Broadcasting the personal
THE FLIGHT ends, the ritual begins. Wheels down, cellphones up. Within seconds the woman standing behind me in a crowded airplane aisle has called her office and begun a cranky and noisy inquisition. Has the memo gone out warning that "Ken was not a suitable candidate for trafficking director?"
Mind you, I don't know this woman. Nor do I know Ken. Nor do I know what a trafficking director is. But there she is, publicly sharing office gossip, not to mention Ken's future, with at least six people on either end of her substantial voice range.
This was by no means the only cell snippet of a life story to come my way through the mobile airwaves. Nor was it the most outrageous.
In just the past few weeks, there was the woman who got on the train in Boston with a shaky relationship -- "I did not leave my things at your place on purpose" -- and got off in New York with no relationship. There was the father in Cincinnati whose son's SAT scores -- 540 in math, 480 in English -- were audibly not what he hoped for. There was the doctor in the grocery store discussing a CAT scan of a patient in Milwaukee. How do you spell adenocarcinoma?
By now we have all had little bits of dialogue float past us on the street. A tete-a-tete is now a tete-a-tous. What once was told in quiet now wafts by any open ear. Cell stories have become the aural equivalent of indecent exposure.
But this morning, with poor Ken's fate hanging in the airplane, my annoyance went on speed dial. It occurred to me that the line between what's public and what's private must have been inadvertently severed when the first phone line was disconnected from the wall.
Is it barely a generation since phones became mobile? Once the phone booth was the place where Clark Kent could protect his privacy. Now cellphoners strip in public. And city folks who long ago cultivated a way of avoiding eye contact are now supposed to avoid ear contact.
Over the years, I have read and written my fair share of rants against the ringing and the driving, and the rube and the rude. I've applauded the quiet car on the train and the no-phone zone in the restaurant. I've been appalled when cheery little sounds wafted over wedding bells and furtive conversations took place in funerals.
Cell manners and mores are now the subject of PhD theses. The blessing and the curse of the cellphone turned out to be in the way it has enabled us to live in our own virtual community. And opt out of the physical community around us.
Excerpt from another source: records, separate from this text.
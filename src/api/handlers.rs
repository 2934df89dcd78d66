//! Health and server status endpoints

use axum::{
    Json,
    extract::Query,
    extract::State as AxumState,
    response::{IntoResponse, Response},
};
use serde_json::{Value, json};
use std::collections::HashMap;

use crate::SharedState;

/// Root health check endpoint
/// Supports ?format=json for a JSON response
pub async fn root(
    AxumState(state): AxumState<SharedState>,
    Query(params): Query<HashMap<String, String>>,
) -> Response {
    if params.get("format").map(String::as_str) == Some("json") {
        Json(json!({
            "name": env!("CARGO_PKG_NAME"),
            "version": env!("CARGO_PKG_VERSION"),
            "uptime_seconds": state.start_time.elapsed().as_secs(),
            "status": "healthy"
        }))
        .into_response()
    } else {
        concat!(env!("CARGO_PKG_NAME"), " - healthy").into_response()
    }
}

/// Returns server metadata and the restart settings in effect
pub async fn status(AxumState(state): AxumState<SharedState>) -> Json<Value> {
    Json(json!({
        "server": {
            "name": env!("CARGO_PKG_NAME"),
            "version": env!("CARGO_PKG_VERSION"),
            "started_at": state.started_at,
            "uptime_seconds": state.start_time.elapsed().as_secs(),
        },
        "auth_mode": state.auth.label(),
        "restart": {
            "timeout_seconds": state.executor.restart_timeout().as_secs(),
            "serialized": state.executor.is_serialized(),
        }
    }))
}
We never have to be exclusively where we are, on the road or a mountaintop or the aisle of an airplane. Even the area code that once described a piece of geography has been dislocated. We can keep in constant contact with a wandering teenager or a wandering employee -- but we never know precisely where they are.
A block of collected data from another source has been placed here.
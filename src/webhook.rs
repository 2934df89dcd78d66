//! Webhook related structures

use axum::http::HeaderMap;

// Lowercase so it can also be used with `HeaderMap::insert`
pub const SIGNATURE_HEADER: &str = "x-hub-signature-256";

/// The `workflow_run` object of a GitHub `workflow_run` event.
/// Every field is optional so partial payloads still decode.
#[derive(Debug, Clone, Default, PartialEq)]
pub struct WorkflowRun {
    pub name: Option<String>,
    pub head_branch: Option<String>,
    pub conclusion: Option<String>,
}

/// Fields of the decoded payload that restart policies look at
#[derive(Debug, Clone, Default, PartialEq)]
pub struct EventPayload {
    pub git_ref: Option<String>,
    pub workflow_run: Option<WorkflowRun>,
}

/// A single incoming delivery: raw body, signature header and the decoded payload.
///
/// `payload` is `None` when the body is not a JSON object; the policy
/// evaluator turns that into a denial.
#[derive(Debug, Clone)]
pub struct WebhookEvent {
    pub body: Vec<u8>,
    pub signature: Option<String>,
    pub payload: Option<EventPayload>,
}

impl WebhookEvent {
    /// Build an event from a raw body and the request headers
    pub fn from_request(headers: &HeaderMap, body: &[u8]) -> Self {
        // A present but non-UTF-8 header must still fail as invalid, not missing
        let signature = headers
            .get(SIGNATURE_HEADER)
            .map(|v| String::from_utf8_lossy(v.as_bytes()).into_owned());

        Self::new(body.to_vec(), signature)
    }

    pub fn new(body: Vec<u8>, signature: Option<String>) -> Self {
        let payload = decode_payload(&body);
        Self {
            body,
            signature,
            payload,
        }
    }

    pub fn git_ref(&self) -> Option<&str> {
        self.payload.as_ref().and_then(|p| p.git_ref.as_deref())
    }

    pub fn workflow_run(&self) -> Option<&WorkflowRun> {
        self.payload.as_ref().and_then(|p| p.workflow_run.as_ref())
    }
}

/// Decode the policy-relevant fields. Only a top-level JSON object counts as a payload;
/// fields with an unexpected type are treated as absent.
fn decode_payload(body: &[u8]) -> Option<EventPayload> {
    let value: serde_json::Value = serde_json::from_slice(body).ok()?;
    let object = value.as_object()?;

    let git_ref = object.get("ref").and_then(|r| r.as_str()).map(String::from);
    let workflow_run = object
        .get("workflow_run")
        .and_then(|w| w.as_object())
        .map(|run| {
            let field = |key: &str| run.get(key).and_then(|v| v.as_str()).map(String::from);
            WorkflowRun {
                name: field("name"),
                head_branch: field("head_branch"),
                conclusion: field("conclusion"),
            }
        });

    Some(EventPayload {
        git_ref,
        workflow_run,
    })
}
//! Restart policy evaluation.
//!
//! A policy is built from the path and query parameters of a request and
//! checked against the decoded webhook payload. Evaluation never touches the
//! container runtime.

use crate::restart::Signal;
use crate::webhook::WebhookEvent;

pub const DEFAULT_BRANCH: &str = "main";
const REF_PREFIX: &str = "refs/heads/";
const SUCCESS_CONCLUSION: &str = "success";

/// Which endpoint the request came in on
#[derive(Debug, Clone, PartialEq, Eq)]
pub enum PolicyKind {
    /// `ref` of a push event must point at the expected branch
    Push,
    /// A completed `workflow_run` with the given name must have passed on the expected branch
    PassingWorkflow { workflow_name: String },
}

#[derive(Debug, Clone, PartialEq, Eq)]
pub struct RestartPolicy {
    pub container_name: String,
    pub expected_branch: String,
    pub kind: PolicyKind,
    pub signal: Option<Signal>,
}

impl RestartPolicy {
    /// Policy for `/restart/{container}`
    pub fn push(container_name: impl Into<String>, branch: Option<&str>) -> Self {
        Self {
            container_name: container_name.into(),
            expected_branch: branch.unwrap_or(DEFAULT_BRANCH).to_string(),
            kind: PolicyKind::Push,
            signal: None,
        }
    }

    /// Policy for `/restart-passing-workflow/{container}/{workflow}`
    pub fn passing_workflow(
        container_name: impl Into<String>,
        workflow_name: impl Into<String>,
        branch: Option<&str>,
    ) -> Self {
        Self {
            container_name: container_name.into(),
            expected_branch: branch.unwrap_or(DEFAULT_BRANCH).to_string(),
            kind: PolicyKind::PassingWorkflow {
                workflow_name: workflow_name.into(),
            },
            signal: None,
        }
    }

    pub fn with_signal(mut self, signal: Option<Signal>) -> Self {
        self.signal = signal;
        self
    }
}

/// Why a restart was refused
#[derive(Debug, Clone, Copy, PartialEq, Eq, thiserror::Error)]
pub enum Denial {
    #[error("malformed payload")]
    MalformedPayload,

    #[error("no workflow_run in payload")]
    NoWorkflowRun,

    #[error("wrong branch")]
    WrongBranch,

    #[error("wrong workflow name")]
    WrongWorkflowName,

    #[error("workflow still running or failed")]
    WorkflowNotSuccessful,
}

impl Denial {
    /// Message returned to the webhook caller
    pub fn detail(&self) -> &'static str {
        match self {
            Denial::MalformedPayload => "Malformed payload!",
            Denial::NoWorkflowRun => "No workflow_run in payload!",
            Denial::WrongBranch => "Wrong branch!",
            Denial::WrongWorkflowName => "Wrong workflow name!",
            Denial::WorkflowNotSuccessful => "Workflow still running or failed!",
        }
    }
}

#[derive(Debug, Clone, Copy, PartialEq, Eq)]
pub enum Decision {
    Authorized,
    Denied(Denial),
}

impl From<Result<(), Denial>> for Decision {
    fn from(result: Result<(), Denial>) -> Self {
        match result {
            Ok(()) => Decision::Authorized,
            Err(denial) => Decision::Denied(denial),
        }
    }
}

/// Decide whether `event` authorizes a restart under `policy`.
///
/// Workflow checks run in a fixed order and stop at the first failure.
pub fn evaluate(event: &WebhookEvent, policy: &RestartPolicy) -> Decision {
    let result = match &policy.kind {
        PolicyKind::Push => check_push(event, &policy.expected_branch),
        PolicyKind::PassingWorkflow { workflow_name } => {
            check_workflow(event, &policy.expected_branch, workflow_name)
        }
    };
    result.into()
}

fn check_push(event: &WebhookEvent, expected_branch: &str) -> Result<(), Denial> {
    if event.payload.is_none() {
        return Err(Denial::MalformedPayload);
    }

    let branch = event
        .git_ref()
        .and_then(|r| r.strip_prefix(REF_PREFIX))
        .ok_or(Denial::WrongBranch)?;

    if branch != expected_branch {
        return Err(Denial::WrongBranch);
    }
    Ok(())
}

fn check_workflow(
    event: &WebhookEvent,
    expected_branch: &str,
    expected_name: &str,
) -> Result<(), Denial> {
    if event.payload.is_none() {
        return Err(Denial::MalformedPayload);
    }

    let run = event.workflow_run().ok_or(Denial::NoWorkflowRun)?;

    if run.head_branch.as_deref() != Some(expected_branch) {
        return Err(Denial::WrongBranch);
    }
    if run.name.as_deref() != Some(expected_name) {
        return Err(Denial::WrongWorkflowName);
    }
    if run.conclusion.as_deref() != Some(SUCCESS_CONCLUSION) {
        return Err(Denial::WorkflowNotSuccessful);
    }
    Ok(())
}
Indeed, cell technology has metastasized into all sorts of odd behavior. We now have people who perform running commentary on the minutiae of their daily lives as they travel down a grocery line -- "Honey, I'm at the avocados" -- or round the corner. A favorite New Yorker cartoon tracks a cellphone narrator through three panels: "I'm boarding the train. I'm on the train. I'm leaving the train."
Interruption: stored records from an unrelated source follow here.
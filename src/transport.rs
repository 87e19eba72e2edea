//! HTTP transport abstraction.
//!
//! The dispatcher talks to the network through [`HttpTransport`] so that
//! callers can inject their own client (custom TLS, proxies, pooling) or a
//! synthetic implementation in tests. The default path uses a process-wide
//! `reqwest::Client` through the same trait; the per-request timeout is
//! applied on the request builder, so the shared client honors it too.

use crate::error::ResourceError;
use async_trait::async_trait;
use bytes::Bytes;
use once_cell::sync::Lazy;
use reqwest::Method;
use reqwest::header::HeaderMap;
use std::time::Duration;

/// Fully assembled request handed to a transport.
#[derive(Debug, Clone)]
pub struct TransportRequest {
    pub method: Method,
    pub url: String,
    pub headers: HeaderMap,
    pub body: Bytes,
    pub timeout: Duration,
}

/// Raw response as observed by a transport. The body is fully read before
/// the transport returns; no reader escapes this layer.
#[derive(Debug, Clone)]
pub struct TransportResponse {
    pub status: u16,
    pub headers: HeaderMap,
    pub body: Bytes,
}

/// Executes one request and returns the raw response.
///
/// Implementations report transport-level failures (DNS, refusal, timeout)
/// with [`ResourceError::transport`] and body-read failures with
/// [`ResourceError::read`]; status classification stays in the dispatcher.
#[async_trait]
pub trait HttpTransport: Send + Sync {
    async fn execute(&self, request: TransportRequest) -> Result<TransportResponse, ResourceError>;
}

#[async_trait]
impl HttpTransport for reqwest::Client {
    async fn execute(&self, request: TransportRequest) -> Result<TransportResponse, ResourceError> {
        let response = self
            .request(request.method, &request.url)
            .headers(request.headers)
            .body(request.body)
            .timeout(request.timeout)
            .send()
            .await
            .map_err(|e| ResourceError::transport(&request.url, e))?;

        let status = response.status().as_u16();
        let headers = response.headers().clone();
        let body = response
            .bytes()
            .await
            .map_err(|e| ResourceError::read(&request.url, status, e))?;

        Ok(TransportResponse {
            status,
            headers,
            body,
        })
    }
}

static SHARED_CLIENT: Lazy<reqwest::Client> = Lazy::new(reqwest::Client::new);

/// The client used when no transport override is supplied.
pub(crate) fn shared_client() -> &'static reqwest::Client {
    &SHARED_CLIENT
}
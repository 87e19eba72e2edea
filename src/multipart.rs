//! Multipart/form-data body encoding for the file-upload entry points.
//!
//! The body is encoded to raw bytes rather than built with
//! `reqwest::multipart::Form` so that the assembled payload can be handed to
//! a transport override like any other request. The generated content-type
//! (boundary included) is injected into the effective headers by the entry
//! point.

use bytes::Bytes;
use std::collections::HashMap;
use uuid::Uuid;

/// A named upload unit: form field key, file name and raw content.
#[derive(Debug, Clone)]
pub struct FileItem {
    pub field: String,
    pub file_name: String,
    pub content: Bytes,
}

impl FileItem {
    pub fn new(
        field: impl Into<String>,
        file_name: impl Into<String>,
        content: impl Into<Bytes>,
    ) -> Self {
        Self {
            field: field.into(),
            file_name: file_name.into(),
            content: content.into(),
        }
    }
}

pub(crate) struct EncodedForm {
    pub content_type: String,
    pub body: Bytes,
}

/// Encode text fields and one file part. Text fields are always written
/// before the file part, and the closing boundary terminator is always
/// present.
pub(crate) fn encode_form(fields: &HashMap<String, String>, file: &FileItem) -> EncodedForm {
    let boundary = Uuid::new_v4().simple().to_string();
    let mut body = Vec::with_capacity(file.content.len() + 512);

    for (name, value) in fields {
        body.extend_from_slice(
            format!(
                "--{boundary}\r\nContent-Disposition: form-data; name=\"{}\"\r\n\r\n",
                escape_quoted(name)
            )
            .as_bytes(),
        );
        body.extend_from_slice(value.as_bytes());
        body.extend_from_slice(b"\r\n");
    }

    body.extend_from_slice(
        format!(
            "--{boundary}\r\nContent-Disposition: form-data; name=\"{}\"; filename=\"{}\"\r\n\
             Content-Type: application/octet-stream\r\n\r\n",
            escape_quoted(&file.field),
            escape_quoted(&file.file_name)
        )
        .as_bytes(),
    );
    body.extend_from_slice(&file.content);
    body.extend_from_slice(format!("\r\n--{boundary}--\r\n").as_bytes());

    EncodedForm {
        content_type: format!("multipart/form-data; boundary={boundary}"),
        body: body.into(),
    }
}

/// Escape `\` and `"` in quoted-string parameters (field names, filenames).
fn escape_quoted(value: &str) -> String {
    value.replace('\\', "\\\\").replace('"', "\\\"")
}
At the same time, it has cut down the number of small personal encounters that make strangers feel as if they inhabit the same world. It may not be a safety hazard to talk to one person while ordering coffee from another, but what was the woman's message to her hairstylist when she talked on the phone while he cut her hair? You're invisible?
The diminished sense of place and the increased sense of anonymity have together transformed privacy in the cell story age. It is easier to hang your feelings or your son's SAT scores out in public if the people around you are invisible.
Justice Brandeis once famously described privacy as "the right to be let alone." But Brandeis didn't have a cellphone. The original fear was that someone would invade your space, dig into the personal details of your life. But what do you call it when someone invades your space with the personal details of their life?
Memo to the woman on the plane with the cellphone: I'm here, and I'm listening.
Memo to Ken: Better buff up that resume.